Take-home: End-to-end Imbalanced Binary Classification Pipeline (scikit-learn + imbalanced-learn)
Context
You are given a tabular, imbalanced binary classification problem (y ∈ {0, 1}, with minority class 1). Build a clean, reproducible pipeline that prevents data leakage, compares imbalance strategies, and delivers evaluation artifacts and threshold tuning.
Requirements
-
Data preprocessing
-
Use a Pipeline (and a ColumnTransformer if there are mixed numeric/categorical features) to perform:
-
Numeric scaling
-
Categorical encoding
-
Class imbalance handling via resampling
-
Modeling
-
Ensure the resampling step happens inside each cross-validation fold to avoid leakage.
-
Imbalance strategies to compare
-
Class-weight adjustments (e.g., class_weight="balanced") without explicit resampling.
-
Explicit resampling (e.g., SMOTE or RandomUnderSampler) with class_weight=None.
-
Modeling and tuning
-
Try at least two classifiers (e.g., LogisticRegression and RandomForest).
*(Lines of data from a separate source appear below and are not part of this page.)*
//! Sample type trait and numeric cast helpers.

use num_traits::{Float, FloatConst, NumCast, float::TotalOrder};
use std::fmt::{Debug, Display};

use crate::{BufferError, BufferResult};

/// Marker trait for the real floating-point sample types a buffer can hold.
///
/// Implemented for `f32` and `f64`. All buffer arithmetic, statistics and
/// filtering is written once against this trait, so the same code runs at
/// either precision.
pub trait RealFloat:
    Float + FloatConst + TotalOrder + NumCast + Debug + Display + Default + Send + Sync + 'static
{
}

impl RealFloat for f32 {}
impl RealFloat for f64 {}

/// Casts a numeric value into the target floating-point type `F`.
///
/// Used for sample counts and other values that are always representable
/// in `f32`/`f64`, so the cast is infallible in practice.
///
/// # Examples
/// ```
/// use dsp_buffer::to_precision;
///
/// let n: f64 = to_precision(8usize);
/// assert_eq!(n, 8.0);
/// ```
///
/// # Panics
/// Panics if the numeric conversion fails.
#[inline(always)]
pub fn to_precision<F, T>(value: T) -> F
where
    F: RealFloat,
    T: NumCast,
{
    NumCast::from(value).expect("to_precision: valid numeric conversion")
}

/// Fallible variant of [`to_precision`] used when the source value comes from
/// the caller (e.g. integer filter taps).
pub fn try_to_precision<F, T>(value: T) -> BufferResult<F>
where
    F: RealFloat,
    T: NumCast + Debug + Copy,
{
    <F as NumCast>::from(value).ok_or_else(|| BufferError::ConversionError {
        value: format!("{value:?}"),
        target: std::any::type_name::<F>(),
    })
}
You may optionally include an XGBoost-compatible estimator.
-
Hyperparameter tuning with StratifiedKFold cross-validation.
-
Primary metric: ROC-AUC. Also report PR-AUC (Average Precision).
-
Use GridSearchCV (or equivalent) with scoring={'roc_auc', 'average_precision'} and refit='roc_auc'.
-
Evaluation artifacts and thresholding
-
On a held-out test set, produce:
-
Confusion matrix at a selected threshold
-
ROC curve and PR curve
-
Calibration curve
-
Demonstrate threshold tuning to:
-
Maximize F1, and
-
Maximize recall subject to precision ≥ 0.90.
-
Reproducibility and documentation
-
Fixed random seeds; clean, well-documented code.
-
Clear notes on how leakage is prevented and how to adapt to a real dataset.